Aku sibuk merapikan keponakanku yang makan berantakan karena kecap yang belepotan sekitar bibirnya. Mulutnya yang penuh dan pipinya yang tembem membuatnya semakin lucu dan menggemaskan, aku tidak bosan untuk terus memenuhi memori hp ku dengan fotonya. Rasanya aku benar-benar berubah menjadi phedofil. Ditengah kesibukanku melayani keponakanku aku melihat Thanny dengan temannya dari kejauhan, aku yakin itu Thanny aku pernah melihat bajunya yang pernah ia kenakan sebelumnya. Mengingat baju memiliki model yang sama aku mengurungkan niatku untuk menyapanya, lagian aku juga tidak tahu bagaimana aku harus menghadapinya. Tapi… aku tidak harus seperti ini, tidak salahnya jika aku menyapa dia.

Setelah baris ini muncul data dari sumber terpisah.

//! A small, deliberately permissive SQL dialect (§4.6) over
//! [`Engine`]: `CREATE TABLE`, `INSERT INTO`, `SELECT` and `DELETE`,
//! one statement per call.
//!
//! The tokenizer mirrors the original implementation's regex-driven
//! extraction rather than a strict grammar: `WHERE` predicates are
//! pulled out with a `findall`-style scan that tolerates stray
//! commas and repeated whitespace between them (§9), and column/value
//! lists are split with a small paren/quote-aware scanner rather than
//! rejected outright on unusual input.

use std::collections::BTreeMap;

use once_cell::sync::Lazy;
use regex::Regex;
use tracing::trace;

use badsubd_common::error::{EngineError, EngineResult};
use engine::Engine;
use storage::{Column, ColumnType, Value};

/// Outcome of one executed statement.
#[derive(Debug, Clone)]
pub enum StatementResult {
    TableCreated,
    Inserted { offset: u64 },
    Rows(Vec<BTreeMap<String, Value>>),
    Deleted(i64),
}

/// Parses and dispatches one SQL statement at a time against an
/// owned [`Engine`].
pub struct SqlFrontend {
    engine: Engine,
}

impl SqlFrontend {
    pub fn new(engine: Engine) -> Self {
        SqlFrontend { engine }
    }

    pub fn engine(&self) -> &Engine {
        &self.engine
    }

    /// Executes one statement. Leading/trailing whitespace and
    /// embedded newlines/tabs are normalized to spaces before
    /// dispatch, matching the original's permissive preprocessing.
    pub fn execute(&self, sql: &str) -> EngineResult<StatementResult> {
        let sql = sql.trim().replace('\n', " ").replace('\t', " ");
        let upper = sql.to_uppercase();
        trace!(statement = %sql, "dispatching statement");

        if upper.starts_with("CREATE TABLE") {
            self.execute_create_table(&sql)
        } else if upper.starts_with("INSERT INTO") {
            self.execute_insert(&sql)
        } else if upper.starts_with("SELECT") {
            self.execute_select(&sql)
        } else if upper.starts_with("DELETE") {
            self.execute_delete(&sql)
        } else {
            Err(EngineError::UnsupportedStatement(sql))
        }
    }

    fn execute_create_table(&self, sql: &str) -> EngineResult<StatementResult> {
        static HEAD: Lazy<Regex> = Lazy::new(|| Regex::new(r"(?i)^CREATE TABLE\s+").unwrap());
        static TABLE: Lazy<Regex> = Lazy::new(|| Regex::new(r"(?is)^(\w+)\s*\((.*)\)\s*$").unwrap());

        let rest = HEAD.replace(sql, "");
        let caps = TABLE
            .captures(rest.trim())
            .ok_or_else(|| EngineError::BadStatement(format!("invalid CREATE TABLE syntax: {sql}")))?;

        let table_name = caps[1].to_string();
        let columns = parse_column_defs(&caps[2])?;
        self.engine.create_table(&table_name, columns)?;
        Ok(StatementResult::TableCreated)
    }

    fn execute_insert(&self, sql: &str) -> EngineResult<StatementResult> {
        static HEAD: Lazy<Regex> = Lazy::new(|| Regex::new(r"(?i)^INSERT INTO\s+").unwrap());
        static SHAPE: Lazy<Regex> =
            Lazy::new(|| Regex::new(r"(?is)^(\w+)\s*(?:\(([^)]+)\))?\s*VALUES\s*\(([^)]+)\)").unwrap());

        let rest = HEAD.replace(sql, "");
        let caps = SHAPE
            .captures(rest.trim())
            .ok_or_else(|| EngineError::BadStatement(format!("invalid INSERT syntax: {sql}")))?;

        let table_name = caps[1].to_string();
        let columns_clause = caps.get(2).map(|m| m.as_str());
        let tokens = split_value_tokens(&caps[3]);

        let column_names: Vec<String> = match columns_clause {
            Some(list) => list.split(',').map(|c| c.trim().to_string()).collect(),
            None => {
                let info = self.engine.get_table_info(&table_name)?;
                info.columns.iter().map(|c| c.name().clone()).collect::<Vec<_>>()
            }
        };

        if column_names.len() != tokens.len() {
            return Err(EngineError::BadStatement(format!(
                "INSERT INTO {table_name}: {} values for {} columns",
                tokens.len(),
                column_names.len()
            )));
        }

        let mut row = storage::Row::new();
        for (name, token) in column_names.into_iter().zip(tokens) {
            if let Some(value) = convert_value(&token, &name)? {
                row.set(name, value);
            }
        }

        let offset = self.engine.insert(&table_name, &row)?;
        Ok(StatementResult::Inserted { offset })
    }

    fn execute_select(&self, sql: &str) -> EngineResult<StatementResult> {
        static FROM_WHERE: Lazy<Regex> = Lazy::new(|| Regex::new(r"(?is)FROM\s+(\w+)(?:\s+WHERE\s+(.*))?$").unwrap());
        static HEAD: Lazy<Regex> = Lazy::new(|| Regex::new(r"(?i)^SELECT\s+").unwrap());

        let rest = HEAD.replace(sql, "");
        let caps = FROM_WHERE
            .captures(&rest)
            .ok_or_else(|| EngineError::BadStatement(format!("invalid SELECT syntax: {sql}")))?;

        let columns_str = rest[..caps.get(0).unwrap().start()].trim().to_string();
        let table_name = caps[1].to_string();
        let where_clause = match caps.get(2) {
            Some(m) => parse_where(m.as_str())?,
            None => BTreeMap::new(),
        };

        let columns = if columns_str == "*" || columns_str.is_empty() {
            None
        } else {
            Some(columns_str.split(',').map(|c| c.trim().to_string()).collect::<Vec<_>>())
        };

        let rows = self.engine.select(&table_name, columns.as_deref(), &where_clause)?;
        Ok(StatementResult::Rows(rows))
    }

    fn execute_delete(&self, sql: &str) -> EngineResult<StatementResult> {
        static HEAD: Lazy<Regex> = Lazy::new(|| Regex::new(r"(?i)^DELETE\s+").unwrap());
        static FROM_WHERE: Lazy<Regex> = Lazy::new(|| Regex::new(r"(?is)^\*?\s*FROM\s+(\w+)(?:\s+WHERE\s+(.*))?$").unwrap());

        let rest = HEAD.replace(sql, "");
        let caps = FROM_WHERE
            .captures(rest.trim())
            .ok_or_else(|| EngineError::BadStatement(format!("invalid DELETE syntax: {sql}")))?;

        let table_name = caps[1].to_string();
        let where_clause = caps.get(2).map(|m| parse_where(m.as_str())).transpose()?;

        let deleted = self.engine.delete(&table_name, where_clause.as_ref())?;
        Ok(StatementResult::Deleted(deleted))
    }
}

/// Splits a `CREATE TABLE` column list on top-level commas (commas
/// inside a `VARCHAR(n)` size are not split points), then parses
/// each `<name> <type>[(<size>)]` definition.
fn parse_column_defs(columns_str: &str) -> EngineResult<Vec<Column>> {
    let mut defs = Vec::new();
    let mut current = String::new();
    let mut paren_depth = 0i32;

    for ch in columns_str.chars() {
        match ch {
            '(' => paren_depth += 1,
            ')' => paren_depth -= 1,
            ',' if paren_depth == 0 => {
                if !current.trim().is_empty() {
                    defs.push(current.trim().to_string());
                }
                current.clear();
                continue;
            }
            _ => {}
        }
        current.push(ch);
    }
    if !current.trim().is_empty() {
        defs.push(current.trim().to_string());
    }

    static SIZE: Lazy<Regex> = Lazy::new(|| Regex::new(r"\((\d+)\)").unwrap());

    let mut columns = Vec::new();
    for def in defs {
        let parts: Vec<&str> = def.split_whitespace().collect();
        if parts.len() < 2 {
            return Err(EngineError::BadStatement(format!("invalid column definition: {def}")));
        }
        let name = parts[0].to_string();
        let type_word = parts[1].to_uppercase();

        let data_type = if type_word == "INT" {
            ColumnType::Int
        } else if type_word.starts_with("VARCHAR") {
            let size = SIZE
                .captures(&def)
                .and_then(|c| c[1].parse::<u16>().ok())
                .unwrap_or(badsubd_common::config::DEFAULT_VARCHAR_SIZE);
            ColumnType::Varchar { size }
        } else {
            return Err(EngineError::BadStatement(format!("unsupported data type: {type_word}")));
        };

        columns.push(Column::new(name, data_type));
    }
    Ok(columns)
}

/// Splits an `INSERT ... VALUES (...)` value list on top-level
/// commas, respecting quoted strings, into raw (still-quoted) tokens.
fn split_value_tokens(values_str: &str) -> Vec<String> {
    let mut values = Vec::new();
    let mut current = String::new();
    let mut in_quotes = false;
    let mut quote_char = ' ';
    let mut paren_depth = 0i32;

    for ch in values_str.chars() {
        if !in_quotes && (ch == '\'' || ch == '"') {
            in_quotes = true;
            quote_char = ch;
        } else if in_quotes && ch == quote_char {
            in_quotes = false;
        } else if !in_quotes && ch == '(' {
            paren_depth += 1;
        } else if !in_quotes && ch == ')' {
            paren_depth -= 1;
        } else if !in_quotes && ch == ',' && paren_depth == 0 {
            if !current.trim().is_empty() {
                values.push(current.trim().to_string());
            }
            current.clear();
            continue;
        }
        current.push(ch);
    }
    if !current.trim().is_empty() {
        values.push(current.trim().to_string());
    }
    values
}

/// Converts one literal bound to `column`: a quoted string, `NULL`
/// (absence of a value), a bare integer, or a bareword treated as
/// text. A bareword that is a negative number or overflows `u64` is a
/// numeric literal out of this format's supported range (§3, §7), not
/// a string, so it fails with [`EngineError::OutOfRange`] rather than
/// silently falling back to text.
fn convert_value(token: &str, column: &str) -> EngineResult<Option<Value>> {
    let is_quoted = (token.starts_with('\'') && token.ends_with('\'') && token.len() >= 2)
        || (token.starts_with('"') && token.ends_with('"') && token.len() >= 2);
    if is_quoted {
        return Ok(Some(Value::Text(token[1..token.len() - 1].to_string())));
    }
    if token.eq_ignore_ascii_case("NULL") {
        return Ok(None);
    }

    static INTEGER_LITERAL: Lazy<Regex> = Lazy::new(|| Regex::new(r"^-?\d+$").unwrap());
    if INTEGER_LITERAL.is_match(token) {
        return match token.parse::<u64>() {
            Ok(n) => Ok(Some(Value::Int(n))),
            Err(_) => Err(EngineError::OutOfRange {
                column: column.to_string(),
                reason: format!("'{token}' does not fit an unsigned 64-bit range [0, 2^64-1]"),
            }),
        };
    }
    Ok(Some(Value::Text(token.to_string())))
}

/// Extracts every `col = val` predicate via a global scan, the same
/// way the original's `findall` over the WHERE clause behaves:
/// predicates need only be separated by whitespace, commas between
/// them are tolerated rather than required.
fn parse_where(where_clause: &str) -> EngineResult<BTreeMap<String, Value>> {
    static PREDICATE: Lazy<Regex> = Lazy::new(|| Regex::new(r"(\w+)\s*=\s*([^\s,]+)").unwrap());

    let mut conditions = BTreeMap::new();
    for caps in PREDICATE.captures_iter(where_clause) {
        let column = caps[1].to_string();
        match convert_value(&caps[2], &column)? {
            Some(value) => {
                conditions.insert(column, value);
            }
            None => {
                conditions.remove(&column);
            }
        }
    }
    Ok(conditions)
}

Aku memberanikan diri menghampirinya. Punggung itu semakin dekat dan aku menepuk pundaknya, “Thanny…,” akhirnya nama itu keluar dari mulutku. Ia menoleh kearahku, dengan balutan penutup kepala dan kacamata hitam ia tersenyum padaku begitupun dengan temannya yang ikut menoleh kepadaku dan langsung membentengi Thanny. Iya.. kupikir ia Thanny dan benar saja baju seperti itu memiliki model yang sama karenanya aku salah menyapa orang, tapi aku tidak salah jika orang yang ada didepanku adalah…

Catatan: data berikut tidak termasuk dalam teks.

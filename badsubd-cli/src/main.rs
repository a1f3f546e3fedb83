mod cli_client;
mod cli_options;
mod pretty_util;

use std::path::PathBuf;
use std::process::ExitCode;

use clap::Parser;

use badsubd_common::config::EngineConfig;
use engine::Engine;
use sql::SqlFrontend;

use crate::cli_client::CliClient;
use crate::cli_options::{CliOptions, OutputFormat};

#[derive(Parser, Debug)]
#[command(name = "badsubd")]
#[command(version = "0.1.0")]
#[command(author = "fengyang <yueny09@163.com>")]
#[command(about = "BadSUBD: a small single-node storage engine with a tiny SQL dialect")]
#[command(long_about = None)]
struct CliArgs {
    /// Base directory holding schemas/, tables/ and indexes/
    #[arg(long, help = "base data directory", value_name = "DIR")]
    data_dir: Option<PathBuf>,

    /// Optional layered config file, overridden by BADSUBD_* env vars
    #[arg(short, long, help = "path to a badsubd.toml configuration file", value_name = "FILE")]
    config: Option<PathBuf>,

    #[arg(long, help = "log level: trace|debug|info|warn|error", value_name = "LEVEL")]
    log_level: Option<String>,

    #[arg(long, help = "directory for rolling log files; stdout if omitted", value_name = "DIR")]
    log_dir: Option<String>,

    /// enable debug info
    #[arg(short, long, help = "enable debug mode (per-statement timing)", default_value_t = false)]
    debug: bool,

    #[arg(short = 'o', long = "format", help = "row output format: table|json|yaml", default_value = "table")]
    format: String,

    #[arg(short = 'e', long = "execute", help = "execute a single SQL statement and exit", value_name = "SQL")]
    execute: Option<String>,
}

fn main() -> ExitCode {
    let args = CliArgs::parse();

    let mut config = match EngineConfig::load(args.config.as_deref()) {
        Ok(config) => config,
        Err(e) => {
            eprintln!("configuration error: {e}");
            return ExitCode::FAILURE;
        }
    };

    if let Some(data_dir) = &args.data_dir {
        config.set_data_dir(data_dir.clone());
    }
    if args.log_level.is_some() || args.log_dir.is_some() {
        let mut logging = config.logging().clone();
        if let Some(level) = &args.log_level {
            logging.set_level(level.clone());
        }
        if let Some(dir) = &args.log_dir {
            logging.set_log_dir(Some(dir.clone()));
        }
        config.set_logging(logging);
    }

    badsubd_common::logging::init(config.logging());

    let format = match args.format.parse::<OutputFormat>() {
        Ok(format) => format,
        Err(e) => {
            eprintln!("{e}");
            return ExitCode::FAILURE;
        }
    };

    let engine = match Engine::open(config) {
        Ok(engine) => engine,
        Err(e) => {
            eprintln!("failed to open data directory: {e}");
            return ExitCode::FAILURE;
        }
    };

    let client = CliClient::new(SqlFrontend::new(engine), CliOptions::new(args.debug, format));

    match args.execute {
        Some(sql) => client.run_once(&sql),
        None => client.run_repl(),
    }
}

“Kanana… kanana…,” ucap kepokanku dengan gemasnya. Iapun tersenyum dan berlutut mengelus keponakanku. Sedangkan aku hanya mematung terkejut karena aku kembali bertemu dengannya. Aku tidak mungkin langsung pamit tapi apa yang harus aku lakukan, harusnya aku senang jika itu bukan Thanny tapi aku tidak menyangka mengapa harus dia juga.

Kamipun memutuskan untuk berbicang disebuah coffe cafe. Kami mencari tempat duduk paling pojok agar wajahnya tidak mudah dilihat oleh orang lain. temannya berjaga tidak jauh dari tempat dudukku. Aku merasa kikuk, keponakanku hanya asyik duduk makan es krim dipangkuanku, ia bahkan tidak mau duduk dikursi kosong sebelahku.

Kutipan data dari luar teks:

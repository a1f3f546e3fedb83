use std::collections::BTreeMap;

use badsubd_common::error::{EngineError, EngineResult};

use crate::schema::Schema;
use crate::value::{ColumnType, Value};

/// A logical row: column name to value, plus the two attributes a
/// scan attaches (deletion state and heap offset) that are never
/// part of the stored byte layout itself.
#[derive(Debug, Clone, Default)]
pub struct Row {
    values: BTreeMap<String, Value>,
    pub deleted: bool,
    pub position: Option<u64>,
}

impl Row {
    pub fn new() -> Self {
        Row::default()
    }

    pub fn with_values(values: BTreeMap<String, Value>) -> Self {
        Row { values, deleted: false, position: None }
    }

    pub fn set(&mut self, column: impl Into<String>, value: Value) {
        self.values.insert(column.into(), value);
    }

    pub fn get(&self, column: &str) -> Option<&Value> {
        self.values.get(column)
    }

    pub fn columns(&self) -> impl Iterator<Item = (&String, &Value)> {
        self.values.iter()
    }
}

/// Encodes and decodes rows to and from their fixed-width physical
/// layout for one schema.
#[derive(Debug, Clone)]
pub struct RowCodec {
    row_size: usize,
}

impl RowCodec {
    pub fn new(schema: &Schema) -> Self {
        RowCodec { row_size: schema.row_size() }
    }

    pub fn row_size(&self) -> usize {
        self.row_size
    }

    /// Encodes a logical row into exactly `row_size` bytes. Missing
    /// values encode as zero / empty string. Values longer than a
    /// VARCHAR column's capacity are truncated, never rejected.
    pub fn encode(&self, schema: &Schema, row: &Row) -> EngineResult<Vec<u8>> {
        let mut buf = vec![0u8; self.row_size];
        buf[0] = if row.deleted { 1 } else { 0 };

        let mut offset = 1;
        for column in schema.columns() {
            let width = column.data_type().width_bytes();
            let slot = &mut buf[offset..offset + width];
            match (column.data_type(), row.get(column.name())) {
                (ColumnType::Int, Some(Value::Int(v))) => {
                    slot.copy_from_slice(&v.to_be_bytes());
                }
                (ColumnType::Int, Some(other)) => {
                    return Err(EngineError::TypeMismatch {
                        column: column.name().clone(),
                        reason: format!("expected INT, got {other:?}"),
                    });
                }
                (ColumnType::Int, None) => {
                    slot.copy_from_slice(&0u64.to_be_bytes());
                }
                (ColumnType::Varchar { size }, Some(Value::Text(s))) => {
                    encode_utf32(s, *size as usize, slot);
                }
                (ColumnType::Varchar { .. }, Some(other)) => {
                    return Err(EngineError::TypeMismatch {
                        column: column.name().clone(),
                        reason: format!("expected VARCHAR, got {other:?}"),
                    });
                }
                (ColumnType::Varchar { .. }, None) => {
                    // already zeroed: empty string
                }
            }
            offset += width;
        }

        Ok(buf)
    }

    /// Decodes a row slot. `bytes` must be exactly `row_size` long.
    pub fn decode(&self, schema: &Schema, table: &str, position: u64, bytes: &[u8]) -> EngineResult<Row> {
        if bytes.len() != self.row_size {
            return Err(EngineError::CorruptRow {
                table: table.to_string(),
                offset: position,
                reason: format!("expected {} bytes, got {}", self.row_size, bytes.len()),
            });
        }

        let mut row = Row::new();
        row.deleted = bytes[0] != 0;
        row.position = Some(position);

        let mut offset = 1;
        for column in schema.columns() {
            let width = column.data_type().width_bytes();
            let slot = &bytes[offset..offset + width];
            let value = match column.data_type() {
                ColumnType::Int => {
                    let mut buf = [0u8; 8];
                    buf.copy_from_slice(slot);
                    Value::Int(u64::from_be_bytes(buf))
                }
                ColumnType::Varchar { .. } => Value::Text(decode_utf32(slot)),
            };
            row.set(column.name().clone(), value);
            offset += width;
        }

        Ok(row)
    }
}

/// Truncates `s` to `max_chars` Unicode scalar values, encodes it as
/// UTF-32LE, and NUL-pads the remainder of `slot`.
fn encode_utf32(s: &str, max_chars: usize, slot: &mut [u8]) {
    for (i, ch) in s.chars().take(max_chars).enumerate() {
        let bytes = (ch as u32).to_le_bytes();
        slot[i * 4..i * 4 + 4].copy_from_slice(&bytes);
    }
}

/// Strips trailing NUL code units, then decodes the remainder as
/// UTF-32LE, ignoring any code unit that isn't a valid scalar value.
fn decode_utf32(slot: &[u8]) -> String {
    let mut end = slot.len();
    while end >= 4 && slot[end - 4..end] == [0, 0, 0, 0] {
        end -= 4;
    }

    let mut out = String::new();
    for chunk in slot[..end].chunks_exact(4) {
        let code = u32::from_le_bytes([chunk[0], chunk[1], chunk[2], chunk[3]]);
        if let Some(ch) = char::from_u32(code) {
            out.push(ch);
        }
    }
    out
}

Katana memperhatikanku dan keponakanku yang kembali belepotan. Ia tersenyum, “Kau sangat akrab sekali dengan keponakanmu” ucapnya, padahal aku pikir dia akan mengira jika keponakanku ini adalah anakku.

“Owhhh… tidak juga, kami sering bertengkar dirumah, kau tahu dia kepokanku?” Tanyaku mencoba bersikap seperti biasa.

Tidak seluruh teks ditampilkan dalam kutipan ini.